Tyler Childers Performs ‘Long Violent History’ for First Time Ever

Tyler Childers Performs ‘Long Violent History’ for First Time Ever

The country singer released his socially charged ballad during the height of the 2020 BLM protests following the murder of George Floyd

In September of 2020, Tyler Childers released one of country music’s most powerful statements on racial injustice, his song “Long Violent History.” The track, driven by banjo and fiddle, put listeners squarely in the hills of Appalachia, where a “white boy from Hickman” may have had to sometimes deal with being derided as “belligerent” and “ignorant” — but never had to fear for his life. “Could you imagine just constantly worryin’/kickin’ and fightin’, beggin’ to breath?” he sang, drawing a line to the 2020 murder of George Floyd.

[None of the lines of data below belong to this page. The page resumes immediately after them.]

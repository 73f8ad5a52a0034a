//! # Values and Rows
//!
//! The data the session manager moves opaquely between the store and callers.
//!
//! ## Shape
//! ```text
//! ┌─────────────────────────────────────────────────────────────────────────┐
//! │  SELECT id, name, sku FROM products                                    │
//! │       │                                                                 │
//! │       ▼                                                                 │
//! │  Vec<Row>   (store order preserved)                                    │
//! │   ├── Row { id: Int(1), name: Text("Laptop"),  sku: Text("LAP001") }   │
//! │   ├── Row { id: Int(2), name: Text("T-Shirt"), sku: Text("TSH001") }   │
//! │   └── ...                                                              │
//! │                                                                         │
//! │  Row::get_str("sku") ──► "LAP001"                                      │
//! │  Product::from_row(&row) ──► typed record                              │
//! └─────────────────────────────────────────────────────────────────────────┘
//! ```
//!
//! [`Value`] is also what callers bind as statement parameters, so the same
//! five shapes flow in both directions.

use chrono::{NaiveDate, NaiveDateTime};
use serde::ser::SerializeMap;
use serde::{Serialize, Serializer};

use crate::error::{CoreError, CoreResult};

/// Timestamp layout produced by `CURRENT_TIMESTAMP` on both backends.
pub const TIMESTAMP_FORMAT: &str = "%Y-%m-%d %H:%M:%S";

/// Date layout used for `DATE(...)` comparisons.
pub const DATE_FORMAT: &str = "%Y-%m-%d";

// =============================================================================
// Value
// =============================================================================

/// A single cell or bound parameter.
#[derive(Debug, Clone, PartialEq, Serialize)]
#[serde(untagged)]
pub enum Value {
    Null,
    Int(i64),
    Float(f64),
    Text(String),
    Bytes(Vec<u8>),
}

impl Value {
    /// Checks if the value is SQL NULL.
    #[inline]
    pub fn is_null(&self) -> bool {
        matches!(self, Value::Null)
    }

    /// Integer view. Integral floats (e.g. MySQL DECIMAL sums) coerce.
    pub fn as_i64(&self) -> Option<i64> {
        match self {
            Value::Int(i) => Some(*i),
            Value::Float(f) if f.fract() == 0.0 && f.is_finite() => Some(*f as i64),
            _ => None,
        }
    }

    /// Float view. Integers widen.
    pub fn as_f64(&self) -> Option<f64> {
        match self {
            Value::Float(f) => Some(*f),
            Value::Int(i) => Some(*i as f64),
            _ => None,
        }
    }

    /// Text view.
    pub fn as_str(&self) -> Option<&str> {
        match self {
            Value::Text(s) => Some(s.as_str()),
            _ => None,
        }
    }

    /// Boolean view: non-zero integers are true (TINYINT(1) / SQLite 0/1).
    pub fn as_bool(&self) -> Option<bool> {
        self.as_i64().map(|i| i != 0)
    }
}

impl From<i64> for Value {
    fn from(v: i64) -> Self {
        Value::Int(v)
    }
}

impl From<i32> for Value {
    fn from(v: i32) -> Self {
        Value::Int(v as i64)
    }
}

impl From<u32> for Value {
    fn from(v: u32) -> Self {
        Value::Int(v as i64)
    }
}

impl From<f64> for Value {
    fn from(v: f64) -> Self {
        Value::Float(v)
    }
}

impl From<bool> for Value {
    fn from(v: bool) -> Self {
        Value::Int(v as i64)
    }
}

impl From<&str> for Value {
    fn from(v: &str) -> Self {
        Value::Text(v.to_string())
    }
}

impl From<String> for Value {
    fn from(v: String) -> Self {
        Value::Text(v)
    }
}

impl From<&String> for Value {
    fn from(v: &String) -> Self {
        Value::Text(v.clone())
    }
}

impl From<Vec<u8>> for Value {
    fn from(v: Vec<u8>) -> Self {
        Value::Bytes(v)
    }
}

impl From<NaiveDate> for Value {
    fn from(v: NaiveDate) -> Self {
        Value::Text(v.format(DATE_FORMAT).to_string())
    }
}

impl From<NaiveDateTime> for Value {
    fn from(v: NaiveDateTime) -> Self {
        Value::Text(v.format(TIMESTAMP_FORMAT).to_string())
    }
}

impl<T: Into<Value>> From<Option<T>> for Value {
    fn from(v: Option<T>) -> Self {
        v.map(Into::into).unwrap_or(Value::Null)
    }
}

// =============================================================================
// Row
// =============================================================================

/// One result record: column name → value, in result-set column order.
#[derive(Debug, Clone, Default, PartialEq)]
pub struct Row {
    columns: Vec<(String, Value)>,
}

impl Row {
    /// Creates an empty row.
    pub fn new() -> Self {
        Row::default()
    }

    /// Creates an empty row with room for `capacity` columns.
    pub fn with_capacity(capacity: usize) -> Self {
        Row {
            columns: Vec::with_capacity(capacity),
        }
    }

    /// Appends a column.
    pub fn push(&mut self, name: impl Into<String>, value: impl Into<Value>) {
        self.columns.push((name.into(), value.into()));
    }

    /// Builder form of [`Row::push`].
    pub fn with(mut self, name: impl Into<String>, value: impl Into<Value>) -> Self {
        self.push(name, value);
        self
    }

    pub fn len(&self) -> usize {
        self.columns.len()
    }

    pub fn is_empty(&self) -> bool {
        self.columns.is_empty()
    }

    /// Column names in order.
    pub fn column_names(&self) -> impl Iterator<Item = &str> {
        self.columns.iter().map(|(name, _)| name.as_str())
    }

    /// (name, value) pairs in order.
    pub fn iter(&self) -> impl Iterator<Item = (&str, &Value)> {
        self.columns.iter().map(|(name, value)| (name.as_str(), value))
    }

    /// Looks a column up by name.
    ///
    /// Exact match first, then ASCII case-insensitive (MySQL echoes aliases
    /// as written, SQLite sometimes upper-cases expressions).
    pub fn get(&self, column: &str) -> Option<&Value> {
        self.columns
            .iter()
            .find(|(name, _)| name == column)
            .or_else(|| {
                self.columns
                    .iter()
                    .find(|(name, _)| name.eq_ignore_ascii_case(column))
            })
            .map(|(_, value)| value)
    }

    /// Like [`Row::get`] but a missing column is an error.
    pub fn value(&self, column: &str) -> CoreResult<&Value> {
        self.get(column)
            .ok_or_else(|| CoreError::missing_column(column))
    }

    pub fn get_i64(&self, column: &str) -> CoreResult<i64> {
        self.value(column)?
            .as_i64()
            .ok_or_else(|| CoreError::column_type(column, "an integer"))
    }

    pub fn get_opt_i64(&self, column: &str) -> CoreResult<Option<i64>> {
        match self.value(column)? {
            Value::Null => Ok(None),
            other => other
                .as_i64()
                .map(Some)
                .ok_or_else(|| CoreError::column_type(column, "an integer")),
        }
    }

    pub fn get_f64(&self, column: &str) -> CoreResult<f64> {
        self.value(column)?
            .as_f64()
            .ok_or_else(|| CoreError::column_type(column, "a number"))
    }

    pub fn get_bool(&self, column: &str) -> CoreResult<bool> {
        self.value(column)?
            .as_bool()
            .ok_or_else(|| CoreError::column_type(column, "a boolean"))
    }

    pub fn get_str(&self, column: &str) -> CoreResult<&str> {
        self.value(column)?
            .as_str()
            .ok_or_else(|| CoreError::column_type(column, "text"))
    }

    pub fn get_opt_str(&self, column: &str) -> CoreResult<Option<&str>> {
        match self.value(column)? {
            Value::Null => Ok(None),
            Value::Text(s) => Ok(Some(s.as_str())),
            _ => Err(CoreError::column_type(column, "text")),
        }
    }

    /// Owned copy of a text column.
    pub fn get_string(&self, column: &str) -> CoreResult<String> {
        self.get_str(column).map(str::to_string)
    }

    /// Owned copy of a nullable text column.
    pub fn get_opt_string(&self, column: &str) -> CoreResult<Option<String>> {
        Ok(self.get_opt_str(column)?.map(str::to_string))
    }

    /// Parses a `YYYY-MM-DD HH:MM:SS[.fff]` (or ISO `T`-separated) column.
    pub fn get_datetime(&self, column: &str) -> CoreResult<NaiveDateTime> {
        let text = self.get_str(column)?;
        parse_timestamp(text).ok_or_else(|| CoreError::column_type(column, "a timestamp"))
    }

    pub fn get_opt_datetime(&self, column: &str) -> CoreResult<Option<NaiveDateTime>> {
        match self.get_opt_str(column)? {
            None => Ok(None),
            Some(text) => parse_timestamp(text)
                .map(Some)
                .ok_or_else(|| CoreError::column_type(column, "a timestamp")),
        }
    }

    /// Parses a `YYYY-MM-DD` column. A full timestamp is truncated to its date.
    pub fn get_date(&self, column: &str) -> CoreResult<NaiveDate> {
        let text = self.get_str(column)?;
        NaiveDate::parse_from_str(text, DATE_FORMAT)
            .ok()
            .or_else(|| parse_timestamp(text).map(|ts| ts.date()))
            .ok_or_else(|| CoreError::column_type(column, "a date"))
    }
}

fn parse_timestamp(text: &str) -> Option<NaiveDateTime> {
    NaiveDateTime::parse_from_str(text, "%Y-%m-%d %H:%M:%S%.f")
        .or_else(|_| NaiveDateTime::parse_from_str(text, "%Y-%m-%dT%H:%M:%S%.f"))
        .ok()
}

impl FromIterator<(String, Value)> for Row {
    fn from_iter<I: IntoIterator<Item = (String, Value)>>(iter: I) -> Self {
        Row {
            columns: iter.into_iter().collect(),
        }
    }
}

/// Serializes as a JSON object, keeping column order.
impl Serialize for Row {
    fn serialize<S: Serializer>(&self, serializer: S) -> Result<S::Ok, S::Error> {
        let mut map = serializer.serialize_map(Some(self.columns.len()))?;
        for (name, value) in &self.columns {
            map.serialize_entry(name, value)?;
        }
        map.end()
    }
}

// =============================================================================
// FromRow
// =============================================================================

/// Builds a typed record from a result row.
///
/// ## Example
/// ```rust
/// use ssms_core::{Category, FromRow, Row};
///
/// let row = Row::new()
///     .with("id", 1)
///     .with("name", "Electronics")
///     .with("description", "Electronic devices and accessories")
///     .with("is_active", true);
///
/// let category = Category::from_row(&row).unwrap();
/// assert_eq!(category.name, "Electronics");
/// ```
pub trait FromRow: Sized {
    fn from_row(row: &Row) -> CoreResult<Self>;
}

// =============================================================================
// Unit Tests
// =============================================================================

#[cfg(test)]
mod tests {
    use super::*;

    fn product_row() -> Row {
        Row::new()
            .with("id", 1)
            .with("name", "Laptop")
            .with("sku", "LAP001")
            .with("barcode", Value::Null)
            .with("total", Value::Float(6500000.0))
            .with("is_active", 1)
            .with("created_at", "2024-05-01 10:30:00")
    }

    #[test]
    fn test_column_order_preserved() {
        let row = product_row();
        let names: Vec<&str> = row.column_names().collect();
        assert_eq!(
            names,
            vec!["id", "name", "sku", "barcode", "total", "is_active", "created_at"]
        );
    }

    #[test]
    fn test_typed_getters() {
        let row = product_row();
        assert_eq!(row.get_i64("id").unwrap(), 1);
        assert_eq!(row.get_str("sku").unwrap(), "LAP001");
        assert_eq!(row.get_opt_str("barcode").unwrap(), None);
        assert!(row.get_bool("is_active").unwrap());
        // Integral floats coerce (MySQL returns DECIMAL for SUM)
        assert_eq!(row.get_i64("total").unwrap(), 6_500_000);
    }

    #[test]
    fn test_getter_errors() {
        let row = product_row();
        assert_eq!(
            row.get_i64("missing"),
            Err(CoreError::missing_column("missing"))
        );
        assert_eq!(
            row.get_i64("name"),
            Err(CoreError::column_type("name", "an integer"))
        );
    }

    #[test]
    fn test_case_insensitive_fallback() {
        let row = Row::new().with("COUNT(*)", 3);
        assert_eq!(row.get_i64("count(*)").unwrap(), 3);
    }

    #[test]
    fn test_timestamps() {
        let row = product_row()
            .with("iso", "2024-05-01T10:30:00.250")
            .with("day", "2024-05-01");
        let ts = row.get_datetime("created_at").unwrap();
        assert_eq!(ts.format(TIMESTAMP_FORMAT).to_string(), "2024-05-01 10:30:00");
        assert!(row.get_datetime("iso").is_ok());
        assert_eq!(
            row.get_date("created_at").unwrap(),
            NaiveDate::from_ymd_opt(2024, 5, 1).unwrap()
        );
        assert_eq!(
            row.get_date("day").unwrap(),
            NaiveDate::from_ymd_opt(2024, 5, 1).unwrap()
        );
    }

    #[test]
    fn test_value_conversions() {
        assert_eq!(Value::from(Some("x")), Value::Text("x".to_string()));
        assert_eq!(Value::from(None::<i64>), Value::Null);
        assert_eq!(Value::from(true), Value::Int(1));
        assert_eq!(
            Value::from(NaiveDate::from_ymd_opt(2024, 1, 31).unwrap()),
            Value::Text("2024-01-31".to_string())
        );
    }

    #[test]
    fn test_row_serializes_as_ordered_object() {
        let row = Row::new().with("b", 2).with("a", "x").with("n", Value::Null);
        let json = serde_json::to_string(&row).unwrap();
        assert_eq!(json, r#"{"b":2,"a":"x","n":null}"#);
    }
}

On Tuesday, the Kentucky songwriter gave the live debut of the song, nearly five years since its release, onstage at the Hollywood Bowl in Los Angeles. Seemingly, he was saving it for the right place and time. Childers found it in L.A., where the protests against the ongoing ICE raids targeting immigrants and the call-up of the National Guard by President Trump have roiled tensions in the U.S.

Childers closed his concert with “Long Violent History,” performing it solo with just his guitar — a bold statement by an artist during a time when protests, and even protest songs, can be considered “dangerous,” as Joan Baez recently told Rolling Stone.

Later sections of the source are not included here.